AP O premiê chinês Jiabao: modelo inviável de poupança baixa e consumo alto Ele atacou "a busca cega por lucros" das instituições financeiras e sua "falta de autodisciplina".
Os pronunciamentos cheios de confiança dos dois contrastaram com o clima sombrio que paira sobre a reunião anual dos líderes políticos, financeiros e sociais mundiais. "Isso é Davos sob a bandeira russa", disse a jornalistas Dmitri Peskov, porta-voz de Putin.
"Nos últimos meses, praticamente todos os discursos sobre esse tema começaram com críticas aos Estados Unidos. Mas eu não vou fazer isso", disse Putin. Segundo ele, o conceito de um mundo unipolar em torno do poderio dos EUA ficou "obsoleto". Putin defendeu o que considerou ser uma mudança "irreversível" para um sistema com diversas moedas fortes em vez de um sistema em que só o dólar tenha peso.
Enquanto os dois líderes falavam, um assessor graduado de Dmitri Medvedev, o presidente da Rússia, criticou a escala do novo pacote de socorro econômico do governo americano e projetou um déficit orçamentário, dizendo que isso vai sugar liquidez de outros mercados mundiais.
"É desencorajador o comunicado de Barack Obama, de que ele vai administrar um déficit de US$ 1 trilhão nos próximos anos. Para nós, isso significa que toda a liquidez livre no mundo vai correr para os títulos do Tesouro americano", disse Igor Yurgens, que comanda um centro de estudos que aconselha Medvedev.
Yurgens comparou a política às políticas protecionistas do tipo "empobreça vossos vizinhos" adotadas na década de 1930. "É claro que Obama acredita que os chineses e os russos comprarão os títulos do Tesouro dos EUA. É uma coisa muito egoísta e filosoficamente trata-se de protecionismo."
Wen também proclamou sua preocupação em relação ao protecionismo enquanto pediu o estabelecimento de "uma nova ordem econômica mundial que seja justa, igualitária, sólida e estável".
A China teve "a confiança, as condições e a habilidade para manter um crescimento econômico contínuo e acelerado e continua contribuindo para o crescimento econômico mundial", disse Wen. E que será difícil para a China cumprir a previsão de um crescimento de 8% em 2009, mas ela "pode ser atingida com trabalho duro".

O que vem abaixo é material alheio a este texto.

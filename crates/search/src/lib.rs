//! # FinGuide Search
//!
//! Local TF-IDF context retrieval for grounding a finance chat assistant.
//!
//! ```text
//! query ──> tokenize ──> TF ─┐
//!                            ├──> dot product ──> domain boost ──> rank ──> budgeted bundle
//! corpus ─> tokenize ──> IDF ┘
//! ```
//!
//! ## Example
//!
//! ```no_run
//! use finguide_search::{RetrievalConfig, Retriever};
//!
//! let retriever = Retriever::new(&RetrievalConfig::default());
//! let context = retriever.retrieve("how do index funds reduce risk", 3, 800);
//! println!("{context}");
//! ```

mod assembly;
mod config;
mod error;
pub mod grounding;
mod retriever;
mod scorer;
mod term_stats;
mod tokenizer;

pub use assembly::{ContextBlock, ContextBundle};
pub use config::{CorpusConfig, Limits, RetrievalConfig, DEFAULT_K, DEFAULT_MAX_CHARS};
pub use error::{Result, SearchError};
pub use grounding::{ChatMessage, Conversation};
pub use retriever::{Retriever, ScoredDocument};
pub use scorer::{dot_product, score_document, score_tokens, DomainBoost};
pub use term_stats::{InverseDocumentFrequency, TermFrequencies};
pub use tokenizer::{is_stopword, tokenize};
use anyhow::{Context as AnyhowContext, Result};
use clap::{Args, Parser, Subcommand};
use finguide_search::{Conversation, RetrievalConfig, Retriever};
use serde::Serialize;
use std::fs;
use std::io::{self, Read};
use std::path::{Path, PathBuf};

mod report;

use report::{rank_entries, CorpusReport};

#[derive(Parser)]
#[command(name = "finguide")]
#[command(about = "Local finance knowledge retrieval for grounding chat replies", long_about = None)]
#[command(version)]
struct Cli {
    #[command(subcommand)]
    command: Commands,

    /// Enable verbose logging
    #[arg(short, long, global = true)]
    verbose: bool,

    /// Quiet mode: log only warnings/errors (stdout is reserved for output)
    #[arg(long, global = true)]
    quiet: bool,

    /// Retrieval config file (TOML)
    #[arg(long, global = true)]
    config: Option<PathBuf>,

    /// Knowledge directory (overrides corpus.root from the config)
    #[arg(long, global = true)]
    docs_dir: Option<PathBuf>,
}

#[derive(Subcommand)]
enum Commands {
    /// Print the context bundle for a query
    Context(ContextArgs),

    /// Show every relevant document with its score
    Rank(RankArgs),

    /// Show the loaded corpus and load statistics
    Corpus(CorpusArgs),

    /// Ground a chat turn: inject fresh context into a conversation
    Ground(GroundArgs),
}

#[derive(Args)]
struct ContextArgs {
    /// Free-text query
    query: String,

    /// Number of documents to include (at least 1)
    #[arg(short, long = "top-k")]
    k: Option<usize>,

    /// Excerpt character budget
    #[arg(long)]
    max_chars: Option<usize>,
}

#[derive(Args)]
struct RankArgs {
    /// Free-text query
    query: String,

    /// Show at most this many documents
    #[arg(long)]
    limit: Option<usize>,

    /// Pretty-print JSON output
    #[arg(long)]
    pretty: bool,
}

#[derive(Args)]
struct CorpusArgs {
    /// Pretty-print JSON output
    #[arg(long)]
    pretty: bool,
}

#[derive(Args)]
struct GroundArgs {
    /// Incoming chat message
    #[arg(long)]
    message: String,

    /// Conversation JSON file ("-" reads stdin); a new conversation when omitted
    #[arg(long)]
    conversation: Option<PathBuf>,

    /// Role of the incoming message
    #[arg(long, default_value = "user")]
    role: String,

    /// Number of documents to include (at least 1)
    #[arg(short, long = "top-k")]
    k: Option<usize>,

    /// Excerpt character budget
    #[arg(long)]
    max_chars: Option<usize>,

    /// Pretty-print JSON output
    #[arg(long)]
    pretty: bool,
}

pub fn main_entry() -> Result<()> {
    let cli = Cli::parse();

    let mut builder =
        env_logger::Builder::from_env(env_logger::Env::default().default_filter_or("info"));
    if cli.quiet {
        builder.filter_level(log::LevelFilter::Warn);
    } else if cli.verbose {
        builder.filter_level(log::LevelFilter::Debug);
    }
    builder.target(env_logger::Target::Stderr).init();

    let config = load_config(cli.config.as_ref(), cli.docs_dir.as_ref())?;
    let retriever = Retriever::new(&config);

    match cli.command {
        Commands::Context(args) => run_context(&retriever, args),
        Commands::Rank(args) => run_rank(&retriever, args),
        Commands::Corpus(args) => run_corpus(&retriever, args),
        Commands::Ground(args) => run_ground(&retriever, args),
    }
}

fn load_config(path: Option<&PathBuf>, docs_dir: Option<&PathBuf>) -> Result<RetrievalConfig> {
    let mut config = match path {
        Some(path) => RetrievalConfig::load(path)
            .with_context(|| format!("Failed to load config {}", path.display()))?,
        None => RetrievalConfig::default(),
    };
    if let Some(dir) = docs_dir {
        config = config.with_root(dir);
    }
    log::debug!("Knowledge directory: {}", config.corpus.root.display());
    Ok(config)
}

fn run_context(retriever: &Retriever, args: ContextArgs) -> Result<()> {
    let limits = retriever.limits();
    let context = retriever.retrieve(
        &args.query,
        args.k.unwrap_or(limits.k),
        args.max_chars.unwrap_or(limits.max_chars),
    );
    if context.is_empty() {
        log::info!("No relevant context for query");
    } else {
        println!("{context}");
    }
    Ok(())
}

fn run_rank(retriever: &Retriever, args: RankArgs) -> Result<()> {
    let ranked = retriever.rank(&args.query);
    let entries = rank_entries(&ranked, args.limit);
    print_json(&entries, args.pretty)
}

fn run_corpus(retriever: &Retriever, args: CorpusArgs) -> Result<()> {
    let cache = retriever.cache();
    let boost = retriever.boost();
    let report = CorpusReport::new(cache.get(), cache.stats(), |path| boost.applies_to(path));
    print_json(&report, args.pretty)
}

fn run_ground(retriever: &Retriever, args: GroundArgs) -> Result<()> {
    let mut conversation = match &args.conversation {
        Some(path) => read_conversation(path)?,
        None => Conversation::new(),
    };

    let limits = retriever.limits();
    conversation
        .ground_turn(
            retriever,
            &args.message,
            &args.role,
            args.k.unwrap_or(limits.k),
            args.max_chars.unwrap_or(limits.max_chars),
        )
        .context("Failed to ground chat turn")?;

    print_json(&conversation, args.pretty)
}

fn read_conversation(path: &Path) -> Result<Conversation> {
    let raw = if path.as_os_str() == "-" {
        let mut buf = String::new();
        io::stdin()
            .read_to_string(&mut buf)
            .context("Failed to read conversation from stdin")?;
        buf
    } else {
        fs::read_to_string(path)
            .with_context(|| format!("Failed to read conversation {}", path.display()))?
    };
    serde_json::from_str(&raw).context("Conversation is not valid JSON")
}

fn print_json<T: Serialize>(value: &T, pretty: bool) -> Result<()> {
    let out = if pretty {
        serde_json::to_string_pretty(value)?
    } else {
        serde_json::to_string(value)?
    };
    println!("{out}");
    Ok(())
}
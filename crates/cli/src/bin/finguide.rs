use anyhow::Result;

fn main() -> Result<()> {
    finguide_cli::main_entry()
}
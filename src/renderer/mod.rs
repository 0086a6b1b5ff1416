//! Rendering module
//!
//! `scene` turns a [`crate::sim::GameState`] into a flat draw list without
//! touching any platform API; `canvas` paints that list onto a Canvas 2D
//! context in the browser.

pub mod scene;

#[cfg(target_arch = "wasm32")]
pub mod canvas;

pub use scene::{Label, Scene, Sprite, build, colors, css_color};
//! Player integration and difficulty escalation
//!
//! Player motion is integrated once per tick with no time scaling, so the
//! feel of a jump depends on the display refresh rate. Difficulty on the
//! other hand follows the wall clock. Both behaviours are intentional.

use super::state::{GameState, Player, Surface};

/// Apply gravity, move, and clamp the player to the ground
pub fn integrate_player(player: &mut Player, surface: Surface) {
    player.velocity_y += player.gravity;
    player.rect.pos.y += player.velocity_y;

    let ground = surface.height - player.rect.size.y;
    if player.rect.pos.y >= ground {
        player.rect.pos.y = ground;
        player.on_ground = true;
        player.velocity_y = 0.0;
    } else {
        player.on_ground = false;
    }
}

/// Start a jump if the player is standing on the ground.
///
/// Returns whether the jump happened. Requests while airborne are dropped.
pub fn try_jump(player: &mut Player) -> bool {
    if !player.on_ground {
        return false;
    }
    player.velocity_y = player.jump_impulse;
    player.on_ground = false;
    true
}

/// Step difficulty up if a full interval of wall-clock time has passed.
///
/// Returns whether a step was taken.
pub fn escalate_difficulty(state: &mut GameState, now_ms: f64) -> bool {
    if now_ms - state.last_speed_increase_ms < state.tuning.speed_increase_interval_ms {
        return false;
    }
    state.speed_multiplier += state.tuning.speed_increment;
    state.spawn_cadence += state.tuning.spawn_cadence_increment;
    state.last_speed_increase_ms = now_ms;
    log::debug!(
        "Difficulty up: speed x{:.1}, spawn every {} frames",
        state.speed_multiplier,
        state.spawn_cadence
    );
    true
}
//! Gameplay event logging
//!
//! Events are queued in the order the game produces them and handed to a
//! [`Transport`] one at a time by a single dispatcher future. The next send
//! only starts once the previous one has finished, successfully or not, so
//! the endpoint sees login before jumps, jumps before game over, and game
//! over before the following restart.
//!
//! Enqueueing never blocks and never fails; delivery failures are logged and
//! the queue moves on. Nothing is retried.

#[cfg(target_arch = "wasm32")]
pub mod http;

use std::cell::RefCell;
use std::collections::VecDeque;
use std::fmt;
use std::rc::Rc;

use serde::{Deserialize, Serialize};

use crate::error::DeliveryError;
use crate::session::Session;

/// Something worth recording about a run
#[derive(Debug, Clone, Copy, PartialEq, Eq)]
pub enum GameEvent {
    Login,
    Jump,
    GameOver { score: u64 },
    Restart,
}

impl GameEvent {
    /// `type` field sent to the endpoint
    pub fn label(&self) -> String {
        match self {
            GameEvent::Login => "로그인".to_string(),
            GameEvent::Jump => "점프".to_string(),
            GameEvent::GameOver { score } => format!("게임 오버, 점수 : {}점", score),
            GameEvent::Restart => "재시작".to_string(),
        }
    }
}

impl fmt::Display for GameEvent {
    fn fmt(&self, f: &mut fmt::Formatter<'_>) -> fmt::Result {
        match self {
            GameEvent::Login => write!(f, "login"),
            GameEvent::Jump => write!(f, "jump"),
            GameEvent::GameOver { score } => write!(f, "game over (score {})", score),
            GameEvent::Restart => write!(f, "restart"),
        }
    }
}

/// Form fields POSTed for one event
#[derive(Debug, Clone, Default, PartialEq, Eq, Serialize, Deserialize)]
#[serde(default)]
pub struct EventForm {
    #[serde(rename = "type")]
    pub kind: String,
    pub details: String,
    pub name: String,
    #[serde(rename = "studentId")]
    pub student_id: String,
}

impl EventForm {
    pub fn new(event: &GameEvent, session: &Session) -> Self {
        Self {
            kind: event.label(),
            details: String::new(),
            name: session.name.clone(),
            student_id: session.student_id.clone(),
        }
    }

    /// Field name/value pairs in wire order
    pub fn pairs(&self) -> [(&'static str, &str); 4] {
        [
            ("type", &self.kind),
            ("details", &self.details),
            ("name", &self.name),
            ("studentId", &self.student_id),
        ]
    }
}

/// JSON body returned by the endpoint
#[derive(Debug, Clone, PartialEq, Eq, Serialize, Deserialize)]
#[serde(tag = "status", rename_all = "lowercase")]
pub enum EndpointReply {
    Success,
    Error { message: String },
}

impl EndpointReply {
    pub fn into_result(self) -> Result<(), DeliveryError> {
        match self {
            EndpointReply::Success => Ok(()),
            EndpointReply::Error { message } => Err(DeliveryError::Rejected(message)),
        }
    }
}

/// Delivers one event form to the logging endpoint
#[allow(async_fn_in_trait)]
pub trait Transport {
    async fn send(&self, form: &EventForm) -> Result<EndpointReply, DeliveryError>;
}

/// Delivery counters, for diagnostics
#[derive(Debug, Clone, Copy, Default, PartialEq, Eq)]
pub struct DeliveryStats {
    pub delivered: u64,
    pub failed: u64,
}

#[derive(Debug, Default)]
struct Pending {
    queue: VecDeque<EventForm>,
    session: Option<Session>,
    dispatching: bool,
    stats: DeliveryStats,
}

/// In-order event queue shared between the game and its dispatcher.
///
/// Cloning yields another handle to the same queue.
#[derive(Debug, Clone, Default)]
pub struct EventLog {
    inner: Rc<RefCell<Pending>>,
}

impl EventLog {
    pub fn new() -> Self {
        Self::default()
    }

    /// Identity stamped onto every subsequent event
    pub fn set_session(&self, session: Session) {
        self.inner.borrow_mut().session = Some(session);
    }

    pub fn session(&self) -> Option<Session> {
        self.inner.borrow().session.clone()
    }

    /// Queue an event.
    ///
    /// Returns `true` when no dispatcher is running; the caller must then
    /// start one with [`EventLog::dispatch`]. While a dispatcher is running
    /// it picks the new event up itself.
    pub fn enqueue(&self, event: &GameEvent) -> bool {
        let mut pending = self.inner.borrow_mut();
        let Some(session) = pending.session.as_ref() else {
            log::warn!("Dropping {} event logged before login", event);
            return false;
        };
        let form = EventForm::new(event, session);
        log::info!("Event queued: {}", event);
        pending.queue.push_back(form);

        if pending.dispatching {
            false
        } else {
            pending.dispatching = true;
            true
        }
    }

    /// Events waiting to be sent (excluding the one in flight)
    pub fn pending(&self) -> usize {
        self.inner.borrow().queue.len()
    }

    pub fn is_dispatching(&self) -> bool {
        self.inner.borrow().dispatching
    }

    pub fn stats(&self) -> DeliveryStats {
        self.inner.borrow().stats
    }

    /// Send queued events one at a time until the queue is empty
    pub async fn dispatch<T: Transport>(&self, transport: &T) {
        loop {
            let form = {
                let mut pending = self.inner.borrow_mut();
                match pending.queue.pop_front() {
                    Some(form) => form,
                    None => {
                        pending.dispatching = false;
                        return;
                    }
                }
            };

            let result = match transport.send(&form).await {
                Ok(reply) => reply.into_result(),
                Err(e) => Err(e),
            };

            let mut pending = self.inner.borrow_mut();
            match result {
                Ok(()) => {
                    pending.stats.delivered += 1;
                    log::debug!("Event delivered: {}", form.kind);
                }
                Err(e) => {
                    pending.stats.failed += 1;
                    log::error!("Error processing event '{}': {}", form.kind, e);
                }
            }
        }
    }
}

#[cfg(test)]
mod tests {
    use super::*;

    /// Records every form; fails the sends whose index is listed
    #[derive(Default)]
    struct RecordingTransport {
        sent: RefCell<Vec<EventForm>>,
        fail_at: Vec<usize>,
        reject_at: Vec<usize>,
        /// Event pushed into this log during the first send
        inject: Option<(EventLog, GameEvent)>,
    }

    impl Transport for RecordingTransport {
        async fn send(&self, form: &EventForm) -> Result<EndpointReply, DeliveryError> {
            let index = {
                let mut sent = self.sent.borrow_mut();
                sent.push(form.clone());
                sent.len() - 1
            };
            if index == 0 {
                if let Some((log, event)) = &self.inject {
                    assert!(!log.enqueue(event), "dispatcher already running");
                }
            }
            if self.fail_at.contains(&index) {
                return Err(DeliveryError::Network("connection reset".to_string()));
            }
            if self.reject_at.contains(&index) {
                return Ok(EndpointReply::Error {
                    message: "sheet missing".to_string(),
                });
            }
            Ok(EndpointReply::Success)
        }
    }

    fn logged_in() -> EventLog {
        let log = EventLog::new();
        log.set_session(Session::login("kim", "2024001").expect("valid login"));
        log
    }

    fn kinds(transport: &RecordingTransport) -> Vec<String> {
        transport.sent.borrow().iter().map(|f| f.kind.clone()).collect()
    }

    #[test]
    fn test_labels() {
        assert_eq!(GameEvent::Login.label(), "로그인");
        assert_eq!(GameEvent::Jump.label(), "점프");
        assert_eq!(GameEvent::GameOver { score: 42 }.label(), "게임 오버, 점수 : 42점");
        assert_eq!(GameEvent::Restart.label(), "재시작");
    }

    #[test]
    fn test_form_fields() {
        let session = Session::login("lee", "77").expect("valid login");
        let form = EventForm::new(&GameEvent::Jump, &session);
        assert_eq!(
            form.pairs(),
            [("type", "점프"), ("details", ""), ("name", "lee"), ("studentId", "77")]
        );
        let json = serde_json::to_value(&form).expect("serializable");
        assert_eq!(json["studentId"], "77");
        assert_eq!(json["type"], "점프");
    }

    #[test]
    fn test_reply_json() {
        let ok: EndpointReply = serde_json::from_str(r#"{"status":"success"}"#).expect("reply");
        assert_eq!(ok, EndpointReply::Success);
        let err: EndpointReply =
            serde_json::from_str(r#"{"status":"error","message":"boom"}"#).expect("reply");
        assert!(matches!(err.into_result(), Err(DeliveryError::Rejected(m)) if m == "boom"));
        assert!(serde_json::from_str::<EndpointReply>("[]").is_err());
    }

    #[test]
    fn test_events_before_login_are_dropped() {
        let log = EventLog::new();
        assert!(!log.enqueue(&GameEvent::Jump));
        assert_eq!(log.pending(), 0);
    }

    #[test]
    fn test_only_first_enqueue_starts_dispatcher() {
        let log = logged_in();
        assert!(log.enqueue(&GameEvent::Login));
        assert!(!log.enqueue(&GameEvent::Jump));
        assert!(!log.enqueue(&GameEvent::GameOver { score: 3 }));
        assert_eq!(log.pending(), 3);
        assert!(log.is_dispatching());
    }

    #[test]
    fn test_dispatch_preserves_order() {
        let log = logged_in();
        log.enqueue(&GameEvent::Login);
        log.enqueue(&GameEvent::Jump);
        log.enqueue(&GameEvent::Jump);
        log.enqueue(&GameEvent::GameOver { score: 12 });
        log.enqueue(&GameEvent::Restart);

        let transport = RecordingTransport::default();
        pollster::block_on(log.dispatch(&transport));

        assert_eq!(
            kinds(&transport),
            vec!["로그인", "점프", "점프", "게임 오버, 점수 : 12점", "재시작"]
        );
        assert!(transport.sent.borrow().iter().all(|f| f.name == "kim"));
        assert!(!log.is_dispatching());
        assert_eq!(log.stats(), DeliveryStats { delivered: 5, failed: 0 });
    }

    #[test]
    fn test_failures_do_not_stop_the_queue() {
        let log = logged_in();
        log.enqueue(&GameEvent::Login);
        log.enqueue(&GameEvent::Jump);
        log.enqueue(&GameEvent::GameOver { score: 1 });

        let transport = RecordingTransport {
            fail_at: vec![0],
            reject_at: vec![1],
            ..Default::default()
        };
        pollster::block_on(log.dispatch(&transport));

        assert_eq!(kinds(&transport).len(), 3);
        assert_eq!(log.pending(), 0);
        assert_eq!(log.stats(), DeliveryStats { delivered: 1, failed: 2 });
    }

    #[test]
    fn test_event_queued_mid_flight_is_sent_by_same_dispatcher() {
        let log = logged_in();
        let transport = RecordingTransport {
            inject: Some((log.clone(), GameEvent::Jump)),
            ..Default::default()
        };
        assert!(log.enqueue(&GameEvent::Login));
        pollster::block_on(log.dispatch(&transport));

        assert_eq!(kinds(&transport), vec!["로그인", "점프"]);
        assert!(!log.is_dispatching());

        // Idle again: the next event needs a new dispatcher
        assert!(log.enqueue(&GameEvent::Restart));
    }
}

Wen não mencionou os comentários feitos na semana passada por Timothy Geithner, o novo secretário do Tesouro dos EUA, acusando a China de manipular seu câmbio para incentivar a economia.
Wen insistiu que a China está ajudando o mundo a se recuperar por meio de medidas internas que visam manter a economia doméstica em boa forma, apesar dos impacto da crise global. Wen voltou a fazer críticas à gestão dos bancos americanos e reiterou seu argumento de que foram os erros das políticas ocidentais - e não os excedentes de poupança chineses - os responsáveis principais pela crise, onde os bancos estão em melhor situação que os do Ocidente.
Ele disse, porém, que uma relação de confronto com os EUA "fará dos dois perdedores". Os comentários de Yurgen destacaram os desafios que a economia russa está enfrentando no combate à crise.
A Rússia está enfrentando sua primeira recessão em dez anos e já gastou um terço de suas reservas em moedas fortes no combate a um ataque ao rublo que foi desencadeado pela grande queda nos preços das commodities e pela crise de crédito mundial.